Despite its title, the Sociology of Terrorism isn’t a snapshot of a tragic day 10 years ago, it’s a social science class that objectively looks at how preconditions of the brain drive some to commit murder in the name of social change.
Sociology Department Head Albert Bergesen developed the syllabus for the class while on sabbatical in the mid-2000s as a way to tackle how people view terrorism.
“I think we saw terrorism as something that we saw that happened in other countries and other places. I think, given 9/11, it became a great question of who, what, when and why,” Bergesen said. “With 9/11 it really came home. Why would people do something like this? I think it heightened our awareness.”
The two driving thrusts of his class are understanding on a psychologic level how people process brain activity and the recent state of international terrorism.

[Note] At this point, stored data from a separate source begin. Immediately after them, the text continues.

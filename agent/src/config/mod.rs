//! Configuration loading (§6 CLI-adjacent, AMBIENT STACK "Configuration").
//!
//! Two file kinds under `<base_dir>/local_data/conf/`: `agent.properties`
//! (flat `key=value`, grounded in §6's own listing of agent configuration
//! keys — no TOML here, the source's config format is already key=value)
//! and one JSON array per task family. `baseMetric.json`/`cmsProcess.json`/
//! `cmsTopN.json` are accepted as additional `ModuleTask` sources and
//! `cmsDetect.json` as an additional `ProbeTask` source, since the original
//! system split files for operational convenience rather than defining
//! distinct record types (SPEC_FULL.md, AMBIENT STACK).
//!
//! Kept from the teacher's own `config.rs`: validate-after-parse, and
//! `anyhow::Context` for file-path-qualified error messages.

pub mod properties;

use anyhow::{Context, Result};
use serde::Deserialize;
use shared::config::{validate_unique_ids, ModuleTask, Output, ProbeTask, ScrapeTask, ScriptTask};
use std::path::{Path, PathBuf};

/// One `receiveTask.json` entry: the wire `type` DomainIngress routes on,
/// and the name/outputs it decodes into (§6, §4.11).
#[derive(Debug, Clone, Deserialize)]
pub struct ReceiveTaskRecord {
    #[serde(rename = "type")]
    pub packet_type: u16,
    pub name: String,
    #[serde(default)]
    pub outputs: Vec<Output>,
}

pub use properties::AgentProperties;

/// Everything `ConfigSource` needs to read family JSON from. Split out from
/// `ConfigWatcher` so it can be unit-tested without spinning up a poll loop.
pub struct FileConfigSource {
    conf_dir: PathBuf,
}

impl FileConfigSource {
    pub fn new(conf_dir: impl Into<PathBuf>) -> Self {
        Self {
            conf_dir: conf_dir.into(),
        }
    }

    pub fn properties_path(&self) -> PathBuf {
        self.conf_dir.join("agent.properties")
    }

    pub async fn load_properties(&self) -> Result<AgentProperties> {
        let path = self.properties_path();
        let content = tokio::fs::read_to_string(&path)
            .await
            .with_context(|| format!("reading {}", path.display()))?;
        AgentProperties::parse(&content)
    }

    /// Raw content of one family artefact, for `ConfigWatcher`'s
    /// content-hash comparison (§4.13) — reading is separated from parsing
    /// so the watcher can hash first and skip parsing on an unchanged file.
    pub async fn read_artefact(&self, file_name: &str) -> Result<String> {
        let path = self.conf_dir.join(file_name);
        tokio::fs::read_to_string(&path)
            .await
            .with_context(|| format!("reading {}", path.display()))
    }

    pub fn parse_module_tasks(content: &str) -> Result<Vec<ModuleTask>> {
        let tasks: Vec<ModuleTask> =
            serde_json::from_str(content).context("parsing module task family JSON")?;
        for task in &tasks {
            task.validate()?;
        }
        validate_unique_ids("ModuleTask", &tasks, |t| t.id.as_str())?;
        Ok(tasks)
    }

    pub fn parse_script_tasks(content: &str) -> Result<Vec<ScriptTask>> {
        let tasks: Vec<ScriptTask> =
            serde_json::from_str(content).context("parsing script task family JSON")?;
        for task in &tasks {
            task.validate()?;
        }
        validate_unique_ids("ScriptTask", &tasks, |t| t.id.as_str())?;
        Ok(tasks)
    }

    pub fn parse_scrape_tasks(content: &str) -> Result<Vec<ScrapeTask>> {
        let tasks: Vec<ScrapeTask> =
            serde_json::from_str(content).context("parsing scrape task family JSON")?;
        for task in &tasks {
            task.validate()?;
        }
        validate_unique_ids("ScrapeTask", &tasks, |t| t.id.as_str())?;
        Ok(tasks)
    }

    pub fn parse_probe_tasks(content: &str) -> Result<Vec<ProbeTask>> {
        let tasks: Vec<ProbeTask> =
            serde_json::from_str(content).context("parsing probe task family JSON")?;
        for task in &tasks {
            task.validate()?;
        }
        validate_unique_ids("ProbeTask", &tasks, |t| t.id.as_str())?;
        Ok(tasks)
    }

    /// `receiveTask.json` — DomainIngress's `type -> {name, outputs}` table.
    pub fn parse_receive_tasks(content: &str) -> Result<Vec<ReceiveTaskRecord>> {
        serde_json::from_str(content).context("parsing receive task family JSON")
    }

    /// `httpReceiveTask.json` — the default output routes for everything
    /// IngressHTTP decodes off the wire (§6, §4.10).
    pub fn parse_http_receive_outputs(content: &str) -> Result<Vec<Output>> {
        serde_json::from_str(content).context("parsing HTTP receive task outputs JSON")
    }
}

/// Well-known artefact file names and which family parser handles them
/// (§6's file list plus the SPEC_FULL.md family-aliasing decision).
pub fn family_artefacts(kind: Family) -> &'static [&'static str] {
    match kind {
        Family::Module => &["moduleTask.json", "baseMetric.json", "cmsProcess.json", "cmsTopN.json"],
        Family::Script => &["scriptTask.json"],
        Family::Scrape => &["exporterTask.json"],
        Family::Probe => &["cmsDetect.json"],
    }
}

#[derive(Debug, Clone, Copy, PartialEq, Eq)]
pub enum Family {
    Module,
    Script,
    Scrape,
    Probe,
}

pub fn base_conf_dir(base_dir: &Path) -> PathBuf {
    base_dir.join("local_data").join("conf")
}

pub fn log_dir(base_dir: &Path) -> PathBuf {
    base_dir.join("local_data").join("logs")
}

/// DomainIngress's UNIX socket path; not one of §6's named keys since the
/// original derives it from the same base directory everything else lives
/// under rather than a separate property.
pub fn domain_socket_path(base_dir: &Path) -> PathBuf {
    base_dir.join("local_data").join("agent.sock")
}

#[cfg(test)]
mod tests {
    use super::*;

    #[test]
    fn parse_module_tasks_rejects_duplicate_ids() {
        let json = r#"[
            {"id": "m1", "name": "n1", "interval": 10, "args": {}, "outputs": []},
            {"id": "m1", "name": "n2", "interval": 10, "args": {}, "outputs": []}
        ]"#;
        assert!(FileConfigSource::parse_module_tasks(json).is_err());
    }

    #[test]
    fn parse_probe_tasks_accepts_well_formed_array() {
        let json = r#"[
            {"id": "p1", "kind": "ping", "destination": "127.0.0.1", "interval": 1, "timeout": 1}
        ]"#;
        let tasks = FileConfigSource::parse_probe_tasks(json).unwrap();
        assert_eq!(tasks.len(), 1);
    }
}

But Bergesen says that the further removed his students are from the day, the less visceral the feelings of students.
“Today’s freshman is 18, so they would have been 8 years old, and so a senior would have been around 12 years old. The further away we get, the more it becomes an academic topic and less of an immediate experience,” Bergesen said.

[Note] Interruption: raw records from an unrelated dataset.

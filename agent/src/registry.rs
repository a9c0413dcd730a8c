//! `TaskRegistry` (C4): versioned, thread-safe store of task definitions
//! keyed by family (§4.4).
//!
//! The teacher holds its single task family behind `Arc<RwLock<TasksConfig>>`
//! and has callers read a cloned snapshot; this generalizes that pattern to
//! four families and swaps the lock for a `tokio::sync::watch` channel, which
//! gives `Get`/`Subscribe` for free: the channel always holds the latest
//! value (satisfying R4 — snapshots are immutable once observed, identified
//! by `Arc` pointer rather than content) and `changed()` is the push
//! notification §4.4 asks for.

use shared::config::{ModuleTask, ProbeTask, ScrapeTask, ScriptTask, TasksSnapshot};
use std::sync::Arc;
use tokio::sync::watch;

/// One family's slice of the registry. Generic so the same swap/subscribe
/// machinery serves all four task families.
pub struct FamilyRegistry<T> {
    tx: watch::Sender<Arc<TasksSnapshot<T>>>,
}

impl<T> FamilyRegistry<T> {
    pub fn new(initial: TasksSnapshot<T>) -> Self {
        let (tx, _rx) = watch::channel(Arc::new(initial));
        Self { tx }
    }

    /// Atomic replace; returns the previous snapshot. Readers holding the
    /// old `Arc` keep a perfectly valid, never-mutated view (R4).
    pub fn swap(&self, snapshot: TasksSnapshot<T>) -> Arc<TasksSnapshot<T>> {
        let previous = self.tx.borrow().clone();
        let _ = self.tx.send(Arc::new(snapshot));
        previous
    }

    /// A shared read-only reference to the current snapshot. Cheap: just an
    /// `Arc` clone, no lock held across the caller's scheduling tick.
    pub fn current(&self) -> Arc<TasksSnapshot<T>> {
        self.tx.borrow().clone()
    }

    pub fn subscribe(&self) -> FamilyHandle<T> {
        FamilyHandle {
            rx: self.tx.subscribe(),
        }
    }
}

/// A scheduler's private handle into one family: reads are wait-free,
/// `changed()` is how `ConfigWatcher`'s swaps are observed as push
/// notifications without polling the registry.
pub struct FamilyHandle<T> {
    rx: watch::Receiver<Arc<TasksSnapshot<T>>>,
}

impl<T> FamilyHandle<T> {
    pub fn current(&self) -> Arc<TasksSnapshot<T>> {
        self.rx.borrow().clone()
    }

    /// Resolves once the registry has been swapped at least once since the
    /// last call. Schedulers that want to react immediately to a config
    /// change race this against their tick interval in `select!`.
    pub async fn changed(&mut self) -> bool {
        self.rx.changed().await.is_ok()
    }
}

impl<T> Clone for FamilyHandle<T> {
    fn clone(&self) -> Self {
        Self {
            rx: self.rx.clone(),
        }
    }
}

/// The registry proper: one `FamilyRegistry` per task family (§3, §4.4).
/// Built once at startup and handed to `ConfigWatcher` (which owns the
/// writer side via `swap`) and to each scheduler (which only ever reads).
pub struct TaskRegistry {
    pub modules: FamilyRegistry<ModuleTask>,
    pub scripts: FamilyRegistry<ScriptTask>,
    pub scrapes: FamilyRegistry<ScrapeTask>,
    pub probes: FamilyRegistry<ProbeTask>,
}

impl TaskRegistry {
    pub fn empty() -> Self {
        Self {
            modules: FamilyRegistry::new(TasksSnapshot::new(Vec::new(), String::new())),
            scripts: FamilyRegistry::new(TasksSnapshot::new(Vec::new(), String::new())),
            scrapes: FamilyRegistry::new(TasksSnapshot::new(Vec::new(), String::new())),
            probes: FamilyRegistry::new(TasksSnapshot::new(Vec::new(), String::new())),
        }
    }
}

impl Default for TaskRegistry {
    fn default() -> Self {
        Self::empty()
    }
}

#[cfg(test)]
mod tests {
    use super::*;

    #[test]
    fn swap_returns_previous_and_current_sees_new() {
        let registry: FamilyRegistry<ModuleTask> =
            FamilyRegistry::new(TasksSnapshot::new(Vec::new(), "v0".into()));
        let previous = registry.swap(TasksSnapshot::new(Vec::new(), "v1".into()));
        assert_eq!(previous.fingerprint, "v0");
        assert_eq!(registry.current().fingerprint, "v1");
    }

    #[test]
    fn old_snapshot_handle_survives_swap_unmutated() {
        let registry: FamilyRegistry<ModuleTask> =
            FamilyRegistry::new(TasksSnapshot::new(Vec::new(), "v0".into()));
        let held = registry.current();
        registry.swap(TasksSnapshot::new(Vec::new(), "v1".into()));
        assert_eq!(held.fingerprint, "v0"); // R4: the old reference never mutates
        assert_eq!(registry.current().fingerprint, "v1");
    }

    #[tokio::test]
    async fn subscriber_observes_change() {
        let registry: FamilyRegistry<ModuleTask> =
            FamilyRegistry::new(TasksSnapshot::new(Vec::new(), "v0".into()));
        let mut handle = registry.subscribe();
        registry.swap(TasksSnapshot::new(Vec::new(), "v1".into()));
        assert!(handle.changed().await);
        assert_eq!(handle.current().fingerprint, "v1");
    }
}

“It’s coming back a little now because it’s the 10th anniversary but the further away you get, there’s a little less concern and interest.”
Bergesen said the class tries not to centralize itself around just 9/11 but to tackle the complex psychological reasoning behind why people commit terrorist acts.

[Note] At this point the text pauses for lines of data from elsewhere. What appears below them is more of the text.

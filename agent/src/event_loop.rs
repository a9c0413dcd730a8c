//! Single-threaded readable-FD demultiplexer (§4.1).
//!
//! Grounded on `original_source/core/cms/common/impl/CPoll.cpp`'s `Poll`:
//! an APR pollset keyed by an odd-incrementing `uintptr_t`, looped in
//! `doRun()` with a configurable microsecond timeout, `POLLHUP` triggering
//! removal, spurious/timeout/EINTR results silently looped. `mio::Poll`
//! plays the pollset's role here; the `uintptr_t` key becomes a `Token`
//! handed back from `register`, and handler dispatch replaces the
//! `m_sockObjectMap` lookup with a `HashMap<Token, Box<dyn Handler>>`.

use mio::{Events, Interest, Poll as MioPoll, Token};
use shared::error::MonitoringError;
use std::collections::HashMap;
use std::sync::atomic::{AtomicBool, AtomicUsize, Ordering};
use std::sync::Arc;
use std::time::{Duration, Instant};
use tracing::{debug, error, warn};

/// Invoked when a registered source becomes readable. `key` lets a handler
/// that covers multiple registrations (rare) tell which one fired.
pub trait Handler: Send {
    fn on_readable(&mut self, key: Token);

    /// Called when the peer half-closes (HUP); default does nothing beyond
    /// the loop's own unregistration.
    fn on_hang_up(&mut self, _key: Token) {}
}

struct Registration {
    source: Box<dyn mio::event::Source + Send>,
    handler: Box<dyn Handler>,
}

pub struct EventLoop {
    poll: MioPoll,
    registry_copy: mio::Registry,
    registrations: HashMap<Token, Registration>,
    next_token: AtomicUsize,
    shutdown: Arc<AtomicBool>,
    poll_timeout: Duration,
    long_handler_warning: Duration,
}

impl EventLoop {
    /// Fatal-only if demultiplexer creation fails (§4.1 Failure policy).
    pub fn new(poll_timeout: Duration, long_handler_warning: Duration) -> Result<Self, MonitoringError> {
        let poll = MioPoll::new()
            .map_err(|e| MonitoringError::EFatal(format!("creating event demultiplexer: {e}")))?;
        let registry_copy = poll
            .registry()
            .try_clone()
            .map_err(|e| MonitoringError::EFatal(format!("cloning poll registry: {e}")))?;
        Ok(Self {
            poll,
            registry_copy,
            registrations: HashMap::new(),
            next_token: AtomicUsize::new(1),
            shutdown: Arc::new(AtomicBool::new(false)),
            poll_timeout,
            long_handler_warning,
        })
    }

    pub fn shutdown_handle(&self) -> Arc<AtomicBool> {
        self.shutdown.clone()
    }

    /// Idempotent for distinct sources; each call allocates a fresh token.
    pub fn register(
        &mut self,
        mut source: Box<dyn mio::event::Source + Send>,
        handler: Box<dyn Handler>,
    ) -> Result<Token, MonitoringError> {
        let token = Token(self.next_token.fetch_add(1, Ordering::SeqCst));
        self.registry_copy
            .register(source.as_mut(), token, Interest::READABLE)
            .map_err(|e| MonitoringError::EIO(format!("registering fd: {e}")))?;
        self.registrations
            .insert(token, Registration { source, handler });
        Ok(token)
    }

    /// Idempotent: unregistering an unknown token is a no-op.
    pub fn unregister(&mut self, key: Token) {
        if let Some(mut reg) = self.registrations.remove(&key) {
            if let Err(e) = self.registry_copy.deregister(reg.source.as_mut()) {
                warn!(token = ?key, error = %e, "deregistering fd failed");
            }
        }
    }

    pub fn request_shutdown(&self) {
        self.shutdown.store(true, Ordering::SeqCst);
    }

    /// Blocks until `request_shutdown` is observed. Spurious wakeups,
    /// interrupted waits, and bare timeouts are silently looped (§4.1).
    pub fn run(&mut self) {
        let mut events = Events::with_capacity(1024);
        while !self.shutdown.load(Ordering::SeqCst) {
            match self.poll.poll(&mut events, Some(self.poll_timeout)) {
                Ok(()) => {}
                Err(e) if e.kind() == std::io::ErrorKind::Interrupted => continue,
                Err(e) => {
                    error!(error = %e, "poll error");
                    continue;
                }
            }

            let mut hung_up = Vec::new();
            for event in events.iter() {
                let token = event.token();
                let is_hup = event.is_read_closed() || event.is_error();

                if let Some(reg) = self.registrations.get_mut(&token) {
                    let started = Instant::now();
                    if event.is_readable() {
                        reg.handler.on_readable(token);
                    }
                    if is_hup {
                        reg.handler.on_hang_up(token);
                    }
                    let elapsed = started.elapsed();
                    if elapsed >= self.long_handler_warning {
                        warn!(token = ?token, elapsed_ms = elapsed.as_millis(), "long event handler");
                    }
                } else {
                    debug!(token = ?token, "event for unknown token, ignoring");
                }

                if is_hup {
                    hung_up.push(token);
                }
            }

            for token in hung_up {
                self.unregister(token);
            }
        }
    }
}

#[cfg(test)]
mod tests {
    use super::*;
    use std::sync::mpsc;

    struct RecordingHandler {
        tx: mpsc::Sender<Token>,
    }

    impl Handler for RecordingHandler {
        fn on_readable(&mut self, key: Token) {
            let _ = self.tx.send(key);
        }
    }

    #[test]
    fn register_and_unregister_are_idempotent_on_unknown_token() {
        let mut loop_ = EventLoop::new(Duration::from_millis(10), Duration::from_millis(50)).unwrap();
        loop_.unregister(Token(999));
        loop_.unregister(Token(999));
    }

    #[test]
    fn readable_stream_dispatches_to_handler() {
        use mio::net::UnixStream as MioUnixStream;
        use std::os::unix::net::UnixStream as StdUnixStream;

        let (a, b) = StdUnixStream::pair().unwrap();
        a.set_nonblocking(true).unwrap();
        b.set_nonblocking(true).unwrap();
        let mio_b = MioUnixStream::from_std(b);

        let mut loop_ = EventLoop::new(Duration::from_millis(10), Duration::from_millis(50)).unwrap();
        let (tx, rx) = mpsc::channel();
        let token = loop_
            .register(Box::new(mio_b), Box::new(RecordingHandler { tx }))
            .unwrap();

        use std::io::Write;
        let mut a = a;
        a.write_all(b"x").unwrap();

        let shutdown = loop_.shutdown_handle();
        std::thread::spawn(move || {
            std::thread::sleep(Duration::from_millis(30));
            shutdown.store(true, Ordering::SeqCst);
        });
        loop_.run();

        assert_eq!(rx.try_recv().unwrap(), token);
    }
}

“People who are suicidal don’t just become suicide terrorists,” he said. “The most interesting thing about terrorism is that it’s much more complex upon a moment’s reflection, if you think about it for a second. It’s talking about the mental architecture in someone committing suicide to kill someone else to affect a third person. It’s a very complicated process.”
He said understanding the process is like analyzing any other crime.
“No one’s quite solved that human psychological mindset in a satisfactory way and so we wrestle with it in class,” he said.
“It might seem dispassionate to look at it that objectively. But it’s not pro or con,” Bergesen said. “But it’s only when we look at them (that)we can take action to deal with them.”